EU regulator gives green light to first injectable HIV drug

EU regulator gives green light to first injectable HIV drug
EU regulator gives green light to first injectable HIV drug

HIV-1 virus. Photo credit: J Roberto Trujillo / Wikipedia

The EU Medicines Agency on Friday gave the go-ahead for the first injectable treatment for the HIV virus, which causes AIDS and could change the lives of millions of people.

The cocktail of two antiretroviral (ARV) drugs, rilpivirine and cabotegravir, can be given every few months instead of a daily pill to help keep HIV infection under control.

“The two drugs are the first ARVs that are available in a long-acting injectable formulation,” said a statement from the European Medicines Agency.

“This means that instead of daily pills, patients will receive intramuscular injections monthly or every two months,” said the Amsterdam-based agency.

The EMA’s recommendation on the Marketing Authorization must now be approved by the European Commission before it can be made mandatory across the block of 27 countries.

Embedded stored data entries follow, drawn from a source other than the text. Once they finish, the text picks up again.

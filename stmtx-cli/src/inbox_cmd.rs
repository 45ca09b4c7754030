use anyhow::{Context, Result};
use clap::Subcommand;
use std::path::PathBuf;
use tracing::warn;

use crate::config::Config;
use crate::convert::{ConvertOptions, convert_documents};
use crate::inbox::Inbox;

#[derive(Subcommand, Debug)]
pub enum InboxCommand {
    /// Stage statements for a later import (non-PDF files are dropped)
    Stage {
        #[arg(required = true)]
        files: Vec<PathBuf>,
    },

    /// Show the pending share, if any
    List,

    /// Convert every pending statement, then release the share
    Import {
        /// Password for protected statements
        #[arg(long)]
        password: Option<String>,

        /// Directory for CSV output (default: output.dir, else the current directory)
        #[arg(long)]
        out_dir: Option<PathBuf>,
    },

    /// Drop the pending share without converting it
    Clear {
        /// Only clear if the pending share has this id
        #[arg(long)]
        id: Option<String>,
    },
}

pub async fn run_inbox_command(cfg: &Config, command: InboxCommand) -> Result<()> {
    let inbox = Inbox::open(cfg.inbox_dir()?);

    match command {
        InboxCommand::Stage { files } => {
            let share = inbox.stage(&files)?;
            println!(
                "Staged {} PDF{} as share {} in {}",
                share.files.len(),
                if share.files.len() == 1 { "" } else { "s" },
                share.id,
                inbox.dir().display()
            );
        }

        InboxCommand::List => match inbox.pending()? {
            None => println!("No shared PDF is pending."),
            Some(share) => {
                println!("Share {} (staged {})", share.id, share.created_at.to_rfc3339());
                for f in &share.files {
                    println!("- {} ({} bytes)", f.name, f.size);
                }
            }
        },

        InboxCommand::Import { password, out_dir } => {
            let Some(share) = inbox.pending()? else {
                println!("No shared PDF is pending. Convert a file directly with `stmtx convert`.");
                return Ok(());
            };

            let out_dir = match out_dir.or_else(|| cfg.output.dir.clone()) {
                Some(dir) => dir,
                None => std::env::current_dir().context("current directory")?,
            };
            let opts = ConvertOptions {
                password,
                out_dir: Some(out_dir),
                interactive: true,
                ..Default::default()
            };
            let documents = share.files.iter().map(|f| f.document()).collect();
            let summary = convert_documents(cfg, documents, &opts).await?;
            println!(
                "Imported {} PDF{} from share {}.",
                share.files.len(),
                if share.files.len() == 1 { "" } else { "s" },
                share.id
            );

            if let Err(e) = inbox.consume(Some(&share.id)) {
                warn!("shared cleanup failed: {e}");
            }
            if summary.failed > 0 {
                anyhow::bail!("{} of {} shared statements failed", summary.failed, share.files.len());
            }
        }

        InboxCommand::Clear { id } => {
            if inbox.consume(id.as_deref())? {
                println!("Cleared pending share.");
            } else {
                println!("No shared PDF is pending.");
            }
        }
    }

    Ok(())
}
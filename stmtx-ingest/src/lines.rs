//! Turning extracted text fragments into ordered statement lines

/// One run of text as reported by the extractor
#[derive(Debug, Clone, PartialEq, Eq)]
pub struct TextFragment {
    pub text: String,
    /// The extractor saw a line break after this fragment
    pub has_eol: bool,
}

impl TextFragment {
    pub fn new(text: impl Into<String>, has_eol: bool) -> Self {
        Self {
            text: text.into(),
            has_eol,
        }
    }
}

/// Fragments of one page, in reading order
#[derive(Debug, Clone, Default, PartialEq, Eq)]
pub struct PageText {
    pub fragments: Vec<TextFragment>,
}

impl PageText {
    pub fn new(fragments: Vec<TextFragment>) -> Self {
        Self { fragments }
    }
}

/// Join fragments into lines, page by page.
///
/// Fragments without an end-of-line flag are joined with one space. Each emitted
/// line is trimmed; whatever is left in the buffer at the end of a page is
/// flushed as a final line unless it is blank.
pub fn assemble_lines(pages: &[PageText]) -> Vec<String> {
    let mut lines = Vec::new();
    for page in pages {
        let mut buffer = String::new();
        for fragment in &page.fragments {
            buffer.push_str(&fragment.text);
            if fragment.has_eol {
                lines.push(buffer.trim().to_string());
                buffer.clear();
            } else {
                buffer.push(' ');
            }
        }
        if !buffer.trim().is_empty() {
            lines.push(buffer.trim().to_string());
        }
    }
    lines
}
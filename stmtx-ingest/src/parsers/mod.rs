//! Line grammars for the two known statement layouts

pub mod new_layout;
pub mod old_layout;

use stmtx_core::{Layout, Transaction};

pub use new_layout::NewLayout;
pub use old_layout::OldLayout;

/// A whole-document pass with one grammar.
///
/// Lines that do not match contribute nothing; a grammar never fails.
pub trait LayoutGrammar: Send + Sync {
    fn layout(&self) -> Layout;

    fn parse(&self, lines: &[String]) -> Vec<Transaction>;
}

/// Grammar for a layout tag
pub fn grammar_for(layout: Layout) -> Box<dyn LayoutGrammar> {
    match layout {
        Layout::Old => Box::new(OldLayout),
        Layout::New => Box::new(NewLayout),
    }
}
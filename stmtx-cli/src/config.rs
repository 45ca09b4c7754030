use anyhow::{Context, Result};
use serde::{Deserialize, Serialize};
use std::fs;
use std::path::{Path, PathBuf};

use stmtx_export::{DEFAULT_PAGE_SIZE, Paginator};

use crate::state::ensure_stmtx_home;

#[derive(Debug, Clone, Default, PartialEq, Serialize, Deserialize)]
#[serde(default)]
pub struct Config {
    pub preview: PreviewSection,
    pub extract: ExtractSection,
    pub output: OutputSection,
    pub inbox: InboxSection,
}

#[derive(Debug, Clone, PartialEq, Serialize, Deserialize)]
#[serde(default)]
pub struct PreviewSection {
    /// Rows per preview page
    pub page_size: usize,
}

#[derive(Debug, Clone, PartialEq, Serialize, Deserialize)]
#[serde(default)]
pub struct ExtractSection {
    /// Command used for PDF text extraction (poppler's pdftotext)
    pub pdftotext_command: String,
}

#[derive(Debug, Clone, Default, PartialEq, Serialize, Deserialize)]
#[serde(default)]
pub struct OutputSection {
    /// Where CSV files go; next to the source document when unset
    pub dir: Option<PathBuf>,
}

#[derive(Debug, Clone, Default, PartialEq, Serialize, Deserialize)]
#[serde(default)]
pub struct InboxSection {
    /// Staging directory for shared statements; `~/.stmtx/inbox` when unset
    pub dir: Option<PathBuf>,
}

impl Default for PreviewSection {
    fn default() -> Self {
        Self {
            page_size: DEFAULT_PAGE_SIZE,
        }
    }
}

impl Default for ExtractSection {
    fn default() -> Self {
        Self {
            pdftotext_command: "pdftotext".to_string(),
        }
    }
}

impl Config {
    pub fn paginator(&self) -> Result<Paginator> {
        Paginator::new(self.preview.page_size).context("preview.page_size in config.toml")
    }

    pub fn inbox_dir(&self) -> Result<PathBuf> {
        match &self.inbox.dir {
            Some(dir) => Ok(dir.clone()),
            None => Ok(ensure_stmtx_home()?.join("inbox")),
        }
    }
}

pub fn config_path() -> Result<PathBuf> {
    Ok(ensure_stmtx_home()?.join("config.toml"))
}

pub fn load_config() -> Result<Config> {
    load_config_from(&config_path()?)
}

pub fn load_config_from(p: &Path) -> Result<Config> {
    if !p.exists() {
        return Ok(Config::default());
    }
    let s = fs::read_to_string(p).with_context(|| format!("read {}", p.display()))?;
    toml::from_str(&s).with_context(|| format!("parse {}", p.display()))
}

pub fn save_config(cfg: &Config) -> Result<()> {
    let p = config_path()?;
    let s = toml::to_string_pretty(cfg).context("serialize config")?;
    fs::write(&p, s).with_context(|| format!("write {}", p.display()))?;
    Ok(())
}

pub fn init_config() -> Result<()> {
    let p = config_path()?;
    if p.exists() {
        println!("Config already exists: {}", p.display());
        return Ok(());
    }
    save_config(&Config::default())?;
    println!("Wrote {}", p.display());
    Ok(())
}

#[cfg(test)]
mod tests {
    use super::*;

    #[test]
    fn test_defaults_when_file_missing() {
        let dir = tempfile::tempdir().unwrap();
        let cfg = load_config_from(&dir.path().join("config.toml")).unwrap();
        assert_eq!(cfg, Config::default());
        assert_eq!(cfg.preview.page_size, 20);
        assert_eq!(cfg.extract.pdftotext_command, "pdftotext");
        assert_eq!(cfg.output.dir, None);
    }

    #[test]
    fn test_partial_file_overrides() {
        let dir = tempfile::tempdir().unwrap();
        let p = dir.path().join("config.toml");
        fs::write(&p, "[preview]\npage_size = 50\n\n[output]\ndir = \"/tmp/csv\"\n").unwrap();

        let cfg = load_config_from(&p).unwrap();
        assert_eq!(cfg.preview.page_size, 50);
        assert_eq!(cfg.output.dir, Some(PathBuf::from("/tmp/csv")));
        assert_eq!(cfg.extract.pdftotext_command, "pdftotext");
        assert_eq!(cfg.paginator().unwrap().page_size(), 50);
    }

    #[test]
    fn test_zero_page_size_is_rejected() {
        let mut cfg = Config::default();
        cfg.preview.page_size = 0;
        assert!(cfg.paginator().is_err());
    }

    #[test]
    fn test_round_trips_through_toml() {
        let cfg = Config::default();
        let s = toml::to_string_pretty(&cfg).unwrap();
        assert_eq!(toml::from_str::<Config>(&s).unwrap(), cfg);
    }
}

The injectable version of the drugs could be transformative for people living with HIV.

People who forget to take their daily, life-long doses of HIV drugs are at risk of the virus rebounding and making them sick.

They can also develop resistance to the drugs they are using – which would require a more expensive replacement.

The new cocktail of rilpivirine and cabotegravir – under the Rekambys and Vocabria brand – is working together “to block the virus’ ability to replicate,” the EMA said.

The agency said the injectable treatment was “a significant improvement … by reducing the stress associated with daily pill intake”.

According to the World Health Organization, around 38 million people worldwide lived with HIV in 2019 and around 2.3 million people in Europe.

There is no cure for HIV infection, but ARV therapies can control the virus, prevent transmission, and allow patients to live longer.